Task description.
Using the listing below, extract each line that has the word "None" in it.

*****

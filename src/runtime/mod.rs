// Copyright 2025-present Harīṣh Tummalachērla
// SPDX-License-Identifier: Apache-2.0

//! Hosts for the search controller.
//!
//! The controller only describes effects. Something has to fetch the payload
//! and feed it back: `fetch` does that natively (tokio), `wasm` hands it to
//! the browser, which owns the network and the DOM.

pub mod fetch;

#[cfg(feature = "wasm")]
pub mod wasm;

pub use fetch::{dispatch, load_engine, PayloadFetcher};
#[cfg(not(target_arch = "wasm32"))]
pub use fetch::FileFetcher;
// Copyright 2025-present Harīṣh Tummalachērla
// SPDX-License-Identifier: Apache-2.0

//! Inverted-index site search.
//!
//! A build step turns content collections into one JSON payload: the
//! document list plus a token → positions index. The query engine ranks that
//! payload by weighted token overlap, and the controller drives the search
//! dialog (loading, keyboard navigation, focus trap) around it.
//!
//! # Architecture
//!
//! ```text
//! ┌─────────────┐     ┌──────────────┐     ┌──────────────┐
//! │   build/    │────▶│  index/      │────▶│  payload.rs  │
//! │ (manifest,  │     │ (inverted    │     │ (shape check)│
//! │  entries)   │     │  index)      │     └──────┬───────┘
//! └─────────────┘     └──────────────┘            │
//!        │                                        ▼
//!        │            ┌──────────────┐     ┌──────────────┐
//!        └───────────▶│  util/       │◀────│  search/     │
//!                     │ (tokenize)   │     │ (QueryEngine)│
//!                     └──────────────┘     └──────┬───────┘
//!                                                 │
//!                     ┌──────────────┐     ┌──────▼───────┐
//!                     │  runtime/    │────▶│ controller/  │
//!                     │ (fetch, wasm)│     │ (dialog FSM) │
//!                     └──────────────┘     └──────────────┘
//! ```
//!
//! # Tokenizing
//!
//! One rule on both sides: ASCII-lowercase, then split on every character
//! outside `[a-z0-9]`. See [`tokenize`].
//!
//! ```
//! use sitedex::build::build_payload_at;
//! use sitedex::search::QueryEngine;
//! use sitedex::testing::make_document;
//! use sitedex::types::DocKind;
//!
//! let built = build_payload_at(
//!     vec![make_document("Edge Router", DocKind::Project)],
//!     "2024-01-01T00:00:00.000Z".to_string(),
//! );
//! let engine = QueryEngine::from_payload(built.payload).unwrap();
//! let results = engine.search("edge", 20);
//! assert_eq!(results[0].position, 0);
//! ```

pub mod build;
pub mod controller;
pub mod error;
pub mod index;
pub mod logging;
pub mod payload;
pub mod runtime;
pub mod scoring;
pub mod search;
pub mod testing;
pub mod types;
pub mod util;

pub use build::{build_payload, build_payload_at, run_build, BuildOptions, BuildSummary};
pub use controller::{ControllerState, Effect, KeyEvent, PayloadCache, SearchController};
pub use error::{BuildDocumentError, BuildError, HighlightError, PayloadError};
pub use index::build_inverted_index;
pub use search::{highlight_html, QueryEngine, DEFAULT_RESULT_LIMIT};
pub use types::{DocKind, Document, InvertedIndex, RankedResult, SearchItem, SearchPayload};
pub use util::tokenize;
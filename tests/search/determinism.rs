//! Same payload, same query, same answer.

use sitedex::search::QueryEngine;
use sitedex::types::DocKind;

use crate::common::{engine_for, make_dated_document, make_document, make_payload, payload_json};

fn corpus() -> Vec<sitedex::types::Document> {
    (0..40)
        .map(|i| {
            let title = format!("Shared title {} {}", i % 5, i % 3);
            if i % 4 == 0 {
                make_document(&title, DocKind::Project)
            } else {
                make_dated_document(&title, DocKind::LabNote, &format!("2024-01-{:02}", (i % 28) + 1))
            }
        })
        .collect()
}

#[test]
fn test_repeated_queries_identical() {
    let engine = engine_for(corpus());
    for query in ["shared", "title 3", "shared 0 1", "??", "title title"] {
        assert_eq!(engine.rank(query), engine.rank(query), "query {:?}", query);
    }
}

#[test]
fn test_engines_from_same_payload_agree() {
    let payload = make_payload(corpus());
    let json = payload_json(&payload);
    let a = QueryEngine::from_payload(payload).unwrap();
    let b = QueryEngine::from_json(&json).unwrap();
    for query in ["shared", "title 2", "4"] {
        assert_eq!(a.rank(query), b.rank(query), "query {:?}", query);
    }
}

#[test]
fn test_full_ties_order_by_position() {
    let docs = (0..10)
        .map(|i| make_document(&format!("Tied {}", i), DocKind::Project))
        .collect();
    let engine = engine_for(docs);
    let positions: Vec<usize> = engine.rank("tied").iter().map(|r| r.position).collect();
    assert_eq!(positions, (0..10).collect::<Vec<_>>());
}
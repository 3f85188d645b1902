//! Tokenizer properties.

use proptest::prelude::*;
use sitedex::tokenize;

proptest! {
    #![proptest_config(ProptestConfig::with_cases(500))]

    /// Property: every token is non-empty lowercase ASCII alphanumeric.
    #[test]
    fn prop_tokens_are_clean(text in ".*") {
        for token in tokenize(&text) {
            prop_assert!(!token.is_empty());
            prop_assert!(
                token.bytes().all(|b| b.is_ascii_lowercase() || b.is_ascii_digit()),
                "bad token {:?}", token
            );
        }
    }

    /// Property: tokenizing the joined tokens gives the same tokens back.
    #[test]
    fn prop_tokenize_idempotent(text in ".*") {
        let tokens = tokenize(&text);
        prop_assert_eq!(tokenize(&tokens.join(" ")), tokens);
    }

    /// Property: case never changes the result.
    #[test]
    fn prop_case_insensitive(text in "[ -~]*") {
        prop_assert_eq!(tokenize(&text.to_uppercase()), tokenize(&text.to_lowercase()));
    }

    /// Property: no alphanumeric character is lost.
    #[test]
    fn prop_alnum_preserved(text in "[ -~]*") {
        let expected: usize = text.bytes().filter(u8::is_ascii_alphanumeric).count();
        let actual: usize = tokenize(&text).iter().map(String::len).sum();
        prop_assert_eq!(actual, expected);
    }
}

#[test]
fn test_documented_examples() {
    assert_eq!(tokenize("Hello, World!!"), vec!["hello", "world"]);
    assert!(tokenize("").is_empty());
    assert_eq!(tokenize("a-b_c"), vec!["a", "b", "c"]);
}
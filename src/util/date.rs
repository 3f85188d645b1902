// Copyright 2025-present Harīṣh Tummalachērla
// SPDX-License-Identifier: Apache-2.0

//! Date parsing for the ranking tie-break and for display.
//!
//! Content dates come in as loosely formatted strings. Accepted forms:
//! RFC 3339 (`2024-01-01T10:00:00.000Z`), naive date-times
//! (`2024-01-01T10:00:00`, read as UTC), and bare dates (`2024-01-01`,
//! midnight UTC).

use chrono::{DateTime, NaiveDate, NaiveDateTime, SecondsFormat, Utc};

/// Parse a content date, or `None` if it is not in an accepted form.
pub fn parse_timestamp(value: &str) -> Option<DateTime<Utc>> {
    let value = value.trim();
    if let Ok(dt) = DateTime::parse_from_rfc3339(value) {
        return Some(dt.with_timezone(&Utc));
    }
    if let Ok(naive) = NaiveDateTime::parse_from_str(value, "%Y-%m-%dT%H:%M:%S%.f") {
        return Some(naive.and_utc());
    }
    NaiveDate::parse_from_str(value, "%Y-%m-%d")
        .ok()
        .and_then(|date| date.and_hms_opt(0, 0, 0))
        .map(|naive| naive.and_utc())
}

/// Milliseconds since the epoch; missing or unparseable dates are 0.
pub fn timestamp_millis(value: Option<&str>) -> i64 {
    value
        .and_then(parse_timestamp)
        .map_or(0, |dt| dt.timestamp_millis())
}

/// `2024-01-01T00:00:00.000Z`
pub fn to_iso_millis(dt: DateTime<Utc>) -> String {
    dt.to_rfc3339_opts(SecondsFormat::Millis, true)
}

/// `Jan 5, 2024`. Unparseable input comes back unchanged.
pub fn format_date(iso: &str) -> String {
    if iso.is_empty() {
        return String::new();
    }
    match parse_timestamp(iso) {
        Some(dt) => dt.format("%b %-d, %Y").to_string(),
        None => iso.to_string(),
    }
}
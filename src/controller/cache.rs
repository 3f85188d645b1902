// Copyright 2025-present Harīṣh Tummalachērla
// SPDX-License-Identifier: Apache-2.0

//! Process-wide payload cache.
//!
//! One slot, three states: nothing loaded, a fetch in flight, or a ready
//! engine. `begin_load` is the only way to start a fetch, and it hands out
//! `LoadTicket::Start` to exactly one caller until that fetch completes, so
//! there is never more than one request in flight. A failed fetch empties
//! the slot and the next open starts a fresh one.

use std::sync::Arc;

use parking_lot::Mutex;

use crate::error::PayloadError;
use crate::search::QueryEngine;

#[derive(Debug, Clone, Default)]
enum CacheSlot {
    #[default]
    Empty,
    InFlight,
    Ready(Arc<QueryEngine>),
}

/// What the caller of `begin_load` should do next.
#[derive(Debug, Clone)]
pub enum LoadTicket {
    /// Already loaded.
    Hit(Arc<QueryEngine>),
    /// Somebody else's fetch is outstanding; wait for it.
    Pending,
    /// The caller owns the fetch and must report back via `complete`.
    Start,
}

/// Shared handle to the payload slot. Clones share state.
#[derive(Debug, Clone, Default)]
pub struct PayloadCache {
    slot: Arc<Mutex<CacheSlot>>,
}

impl PayloadCache {
    pub fn new() -> Self {
        Self::default()
    }

    /// Claim the fetch, or learn why not.
    pub fn begin_load(&self) -> LoadTicket {
        let mut slot = self.slot.lock();
        match &*slot {
            CacheSlot::Ready(engine) => LoadTicket::Hit(Arc::clone(engine)),
            CacheSlot::InFlight => LoadTicket::Pending,
            CacheSlot::Empty => {
                *slot = CacheSlot::InFlight;
                LoadTicket::Start
            }
        }
    }

    /// Record the outcome of the fetch started by `begin_load`.
    ///
    /// A result arriving for a slot that is already `Ready` leaves the
    /// existing engine in place.
    pub fn complete(
        &self,
        outcome: Result<QueryEngine, PayloadError>,
    ) -> Result<Arc<QueryEngine>, PayloadError> {
        let mut slot = self.slot.lock();
        if let CacheSlot::Ready(engine) = &*slot {
            return Ok(Arc::clone(engine));
        }
        match outcome {
            Ok(engine) => {
                let engine = Arc::new(engine);
                *slot = CacheSlot::Ready(Arc::clone(&engine));
                Ok(engine)
            }
            Err(err) => {
                *slot = CacheSlot::Empty;
                Err(err)
            }
        }
    }

    pub fn get(&self) -> Option<Arc<QueryEngine>> {
        match &*self.slot.lock() {
            CacheSlot::Ready(engine) => Some(Arc::clone(engine)),
            _ => None,
        }
    }

    pub fn is_in_flight(&self) -> bool {
        matches!(*self.slot.lock(), CacheSlot::InFlight)
    }
}
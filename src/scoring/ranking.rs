// Copyright 2025-present Harīṣh Tummalachērla
// SPDX-License-Identifier: Apache-2.0

//! Result ranking: how scored candidates get sorted.

use std::cmp::Ordering;

/// A scored document awaiting ordering.
#[derive(Debug, Clone, Copy, PartialEq, Eq)]
pub struct Candidate {
    pub position: usize,
    pub score: u32,
    /// Milliseconds since the epoch; 0 for a missing or unparseable date.
    pub date_millis: i64,
}

/// Compare two candidates for ranking.
///
/// Sort order:
/// 1. **Score** - descending
/// 2. **Date** - descending (newer first; undated sorts as the epoch)
/// 3. **Position** - ascending, for absolute determinism
pub fn compare_candidates(a: &Candidate, b: &Candidate) -> Ordering {
    b.score
        .cmp(&a.score)
        .then_with(|| b.date_millis.cmp(&a.date_millis))
        .then_with(|| a.position.cmp(&b.position))
}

*****

Exercise result.
/// Parse a content date, or `None` if it is not in an accepted form.
        None => iso.to_string(),
            _ => None,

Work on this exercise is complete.